News / Asia

Meeting the World's Most Wanted Man

An image from FBI's Most Wanted website shows the status of Osama bin Laden as 'deceased', May 2, 2011
An image from FBI's Most Wanted website shows the status of Osama bin Laden as 'deceased', May 2, 2011

Multimedia

Audio

In May 1998, Islamabad-based reporter Nafees Takar received a phone call from a man claiming to be linked to a Pakistani militant group.

The man asked to meet Takar, a meeting that set off a chain of events that led to an extraordinary press conference in the mountains of Afghanistan with Osama bin Laden just months before the deadly attacks on two U.S. embassies in East Africa.

Just three years after that, al-Qaida would stage the September 11th attacks in the United States, killing more than 3,000 people.

All Takar was told was he would be taken to cover a major event.

He agreed and joined a group of other journalists who boarded a plane in the Pakistani capital, Islamabad, headed to the city of Peshawar. There, they took another flight to Bannu, a small city near the Afghan border.

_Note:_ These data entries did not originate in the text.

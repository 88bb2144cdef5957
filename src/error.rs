use std::io;
use std::path::PathBuf;

use thiserror::Error;

use crate::world::ValidationError;

#[derive(Error, Debug)]
pub enum GameError {
    /// The player closed the session. Propagated out of every modal loop.
    #[error("player quit")]
    Quit,

    #[error("failed to read '{}': {source}", .path.display())]
    Io {
        path: PathBuf,
        #[source]
        source: io::Error,
    },

    #[error("invalid world file: {0}")]
    Parse(#[from] toml::de::Error),

    #[error("invalid world: {0}")]
    InvalidWorld(String),

    #[error("world failed validation:\n{}", format_validation(.0))]
    Validation(Vec<ValidationError>),

    #[error("frontend error: {0}")]
    Frontend(#[from] io::Error),
}

impl GameError {
    pub fn invalid(msg: impl Into<String>) -> Self {
        GameError::InvalidWorld(msg.into())
    }

    pub fn is_quit(&self) -> bool {
        matches!(self, GameError::Quit)
    }
}

fn format_validation(errors: &[ValidationError]) -> String {
    errors
        .iter()
        .map(|e| format!("  - {e}"))
        .collect::<Vec<_>>()
        .join("\n")
}

pub type GameResult<T> = Result<T, GameError>;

Meeting the World's Most Wanted Man
Meeting the World's Most Wanted Man

The escorted group then boarded a coach to rugged North Waziristan. They were driven further past the capital, Miran Shah, and then, at nightfall, took a perilous, illegal walk across the border into Afghanistan.

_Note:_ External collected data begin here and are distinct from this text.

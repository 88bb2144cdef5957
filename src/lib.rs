pub mod catalog;
pub mod combat;
pub mod config;
pub mod error;
pub mod geometry;
pub mod interaction;
pub mod party;
pub mod persona;
pub mod player;
pub mod render;
pub mod ui;
pub mod world;

use rand::SeedableRng;
use rand_chacha::ChaCha8Rng;
use tracing::info;

use catalog::ClassId;
use error::{GameError, GameResult};
use interaction::{Outcome, interaction_hint, resolve_interaction};
use player::{Direction, Player};
use render::frame::Frame;
use ui::{Frontend, InputEvent, Menu, choose, say};
use world::{RoomId, World};

pub use world::{load_world_from_file, load_world_from_str};

pub const DEFAULT_PLAYER_NAME: &str = "Adventurer";

/// How a finished session ended.
#[derive(Debug, Clone, Copy, PartialEq, Eq)]
pub enum Ending {
    Escaped,
    Defeated,
}

pub struct GameState {
    pub world: World,
    pub player: Player,
    pub current_room: RoomId,
    rng: ChaCha8Rng,
    ending: Option<Ending>,
}

impl GameState {
    /// A session with an already created player standing at the world's spawn.
    pub fn new(world: World, name: impl Into<String>, class: ClassId, seed: u64) -> Self {
        let player = Player::new(name, class, world.spawn);
        let current_room = world.start_room;
        GameState {
            world,
            player,
            current_room,
            rng: ChaCha8Rng::seed_from_u64(seed),
            ending: None,
        }
    }

    /// Character creation: a name, then one of the playable classes.
    pub fn create(world: World, seed: u64, ui: &mut dyn Frontend) -> GameResult<Self> {
        let name = ui.text_input("Enter your name:")?;
        let name = match name.trim() {
            "" => DEFAULT_PLAYER_NAME.to_string(),
            n => n.to_string(),
        };
        let options = ClassId::PLAYABLE.iter().map(|c| c.to_string()).collect();
        let class = ClassId::PLAYABLE[choose(ui, &Menu::new("Choose your class:", options))?];
        info!(%name, %class, seed, "character created");
        Ok(GameState::new(world, name, class, seed))
    }

    pub fn ending(&self) -> Option<Ending> {
        self.ending
    }

    pub fn is_over(&self) -> bool {
        self.ending.is_some()
    }

    pub fn hint(&self) -> Option<&'static str> {
        interaction_hint(&self.world, self.current_room, self.player.hitbox())
    }

    pub fn frame(&self) -> Frame {
        render::render_room(&self.world, self.current_room, &self.player, self.hint())
    }

    /// Drives the session until it ends. Quit comes back as `Err(GameError::Quit)`.
    pub fn run(&mut self, ui: &mut dyn Frontend) -> GameResult<Ending> {
        loop {
            if let Some(ending) = self.ending {
                return Ok(ending);
            }
            ui.present(&self.frame())?;
            let event = ui.poll_input()?;
            self.handle(event, ui)?;
        }
    }

    /// Process a single input event.
    pub fn handle(&mut self, event: InputEvent, ui: &mut dyn Frontend) -> GameResult<()> {
        if self.is_over() {
            return Ok(());
        }
        match event {
            InputEvent::Quit => return Err(GameError::Quit),
            InputEvent::Move(dir) => self.player.step(dir),
            InputEvent::Interact => self.interact(ui)?,
            InputEvent::Inventory => self.show_inventory(ui)?,
            InputEvent::Party => self.show_party(ui)?,
        }
        // Every handled event is a frame; companions catch up whether or not the player moved.
        self.tick(None);
        Ok(())
    }

    /// One frame: an optional step, then companions follow.
    pub fn tick(&mut self, held: Option<Direction>) {
        if let Some(dir) = held {
            self.player.step(dir);
        }
        self.player
            .party
            .follow_update(self.player.pos, &mut self.world);
    }

    fn interact(&mut self, ui: &mut dyn Frontend) -> GameResult<()> {
        let outcome = resolve_interaction(
            &mut self.world,
            &mut self.player,
            self.current_room,
            ui,
            &mut self.rng,
        )?;
        match outcome {
            Outcome::Nothing | Outcome::Stayed => {}
            Outcome::Entered(to) => self.current_room = to,
            Outcome::Escaped => {
                self.current_room = self.world.escape_room;
                self.ending = Some(Ending::Escaped);
                info!("escaped");
                ui.credits(&self.summary())?;
            }
            Outcome::Defeated => {
                self.ending = Some(Ending::Defeated);
                info!("defeated");
            }
        }
        Ok(())
    }

    fn show_inventory(&self, ui: &mut dyn Frontend) -> GameResult<()> {
        ui.message(&inventory_lines(&self.player))
    }

    fn show_party(&mut self, ui: &mut dyn Frontend) -> GameResult<()> {
        if self.player.party.is_empty() {
            return say(ui, "You have no companions.");
        }
        let mut options: Vec<String> = self
            .player
            .party
            .members()
            .iter()
            .map(|&id| {
                let npc = self.world.npc(id);
                format!("{} ({}, {} hp)", npc.name, npc.class, npc.attributes().hp)
            })
            .collect();
        options.push("Back".to_string());
        let back = options.len() - 1;

        let pick = choose(ui, &Menu::new("Party:", options))?;
        if pick == back {
            return Ok(());
        }
        let name = self.world.npc(self.player.party.members()[pick]).name.clone();
        let question = format!("Dismiss {name}?");
        let confirm = Menu::new(&question, vec!["Yes".to_string(), "No".to_string()]);
        if choose(ui, &confirm)? == 0 {
            self.player
                .party
                .dismiss(&mut self.world, pick, self.current_room);
            say(ui, format!("{name} leaves your party."))?;
        }
        Ok(())
    }

    /// End-of-game roll: survivors, then what they carried out.
    pub fn summary(&self) -> Vec<String> {
        let mut lines = vec!["You and your companions have survived!".to_string()];
        if !self.player.party.is_empty() {
            lines.push(String::new());
            lines.push("Companions:".to_string());
            for &id in self.player.party.members() {
                let npc = self.world.npc(id);
                lines.push(format!(" - {} the {}", npc.name, npc.class));
            }
        }
        if !self.player.inventory.is_empty() {
            lines.push(String::new());
            lines.push("Inventory:".to_string());
            lines.extend(self.player.inventory.iter().map(|i| format!(" - {i}")));
        }
        lines
    }
}

pub fn inventory_lines(player: &Player) -> Vec<String> {
    if player.inventory.is_empty() {
        return vec!["Your inventory is empty.".to_string()];
    }
    let mut lines = vec!["Inventory:".to_string()];
    lines.extend(player.inventory.iter().map(|i| format!(" - {i}")));
    lines
}

#[cfg(test)]
mod tests {
    use super::*;
    use crate::geometry::Point;
    use crate::world::BUNDLED_WORLD;

    /// Accepts every prompt without showing anything.
    struct Silent;

    impl Frontend for Silent {
        fn present(&mut self, _frame: &Frame) -> GameResult<()> {
            Ok(())
        }
        fn poll_input(&mut self) -> GameResult<InputEvent> {
            Err(GameError::Quit)
        }
        fn message(&mut self, _lines: &[String]) -> GameResult<()> {
            Ok(())
        }
        fn menu(&mut self, _menu: &Menu<'_>) -> GameResult<usize> {
            Ok(0)
        }
        fn text_input(&mut self, _prompt: &str) -> GameResult<String> {
            Ok(String::new())
        }
        fn floating_number(&mut self, _number: &ui::FloatingNumber) -> GameResult<()> {
            Ok(())
        }
    }

    fn state() -> GameState {
        let world = load_world_from_str(BUNDLED_WORLD).unwrap();
        GameState::new(world, "Tav", ClassId::Fighter, 1)
    }

    #[test]
    fn starts_in_the_pod_room() {
        let s = state();
        assert_eq!(s.world.room(s.current_room).name, "Pod Room");
        assert_eq!(s.player.pos, Point::new(320, 240));
        assert!(!s.is_over());
    }

    #[test]
    fn empty_inventory_message() {
        let s = state();
        assert_eq!(inventory_lines(&s.player), vec!["Your inventory is empty."]);
    }

    #[test]
    fn summary_lists_items_and_companions() {
        let mut s = state();
        let familiar = s.world.npc_by_key("familiar").unwrap();
        s.player.party.recruit(&mut s.world, familiar);
        s.player.give_item("small key");
        assert_eq!(
            s.summary(),
            vec![
                "You and your companions have survived!",
                "",
                "Companions:",
                " - Familiar the Beast",
                "",
                "Inventory:",
                " - small key",
            ]
        );
    }

    #[test]
    fn companions_close_the_gap_while_the_player_stands_still() {
        let mut s = state();
        let familiar = s.world.npc_by_key("familiar").unwrap();
        s.player.party.recruit(&mut s.world, familiar);
        s.world.npc_mut(familiar).pos = Point::new(20, 240);

        let mut ui = Silent;
        s.handle(InputEvent::Inventory, &mut ui).unwrap();
        assert_eq!(s.world.npc(familiar).pos, Point::new(50, 240));
        s.handle(InputEvent::Inventory, &mut ui).unwrap();
        // 10% of the remaining 270
        assert_eq!(s.world.npc(familiar).pos, Point::new(77, 240));
        assert_eq!(s.player.pos, Point::new(320, 240));
    }

    #[test]
    fn tick_moves_the_party() {
        let mut s = state();
        let familiar = s.world.npc_by_key("familiar").unwrap();
        s.player.party.recruit(&mut s.world, familiar);
        for _ in 0..40 {
            s.tick(Some(Direction::Right));
        }
        assert_eq!(s.player.pos, Point::new(480, 240));
        let gap = s.world.npc(familiar).pos.distance(s.player.pos);
        assert!(gap < 200.0, "familiar fell behind: {gap}");
    }
}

Takar says he was never told exactly who he would be meeting, but that during his trip, he and his fellow journalists picked up clues.

Nafees Takar, who is now the head of VOA’s Deewa Radio which broadcasts to the Afghanistan-Pakistan border regions, says the group finally arrived in southern Khost, Afghanistan, where they waited two days to meet the al-Qaida leader Osama bin Laden.

"He was calm, he was humble, he was shy. When he was talking to you, maybe he was shyer, maybe because of Islamic teaching, he was never looking into your eyes.  We didn't think at that time that he was very much enthusiatic or he was very emotional. I think those things were not visible on his face, at least."

Listen to the interview with Nafees Takar


He did not come across as the stereotypical hardline Islamic extremist?

"No, he didn't give this impression. He was looking like an ordinary man. And we didn't think he had such a radical mind behind his calm face."

Describe where you were exactly and what it was like.

"You know, when we went to Khost to his bases, we reached the compound late night. And when dawn came, we saw that we are in the middle of the mujahideen, the holy warriors. There were guys marching in the nearby towns, wearing military uniforms. And then the second day, we knew that there were training camps named after the companions of the Prophet of Islam. And most of the guys who were getting training, they were from Pakistan, from the southern districts of Punjab and some were from Pakistan-administered Kashmir."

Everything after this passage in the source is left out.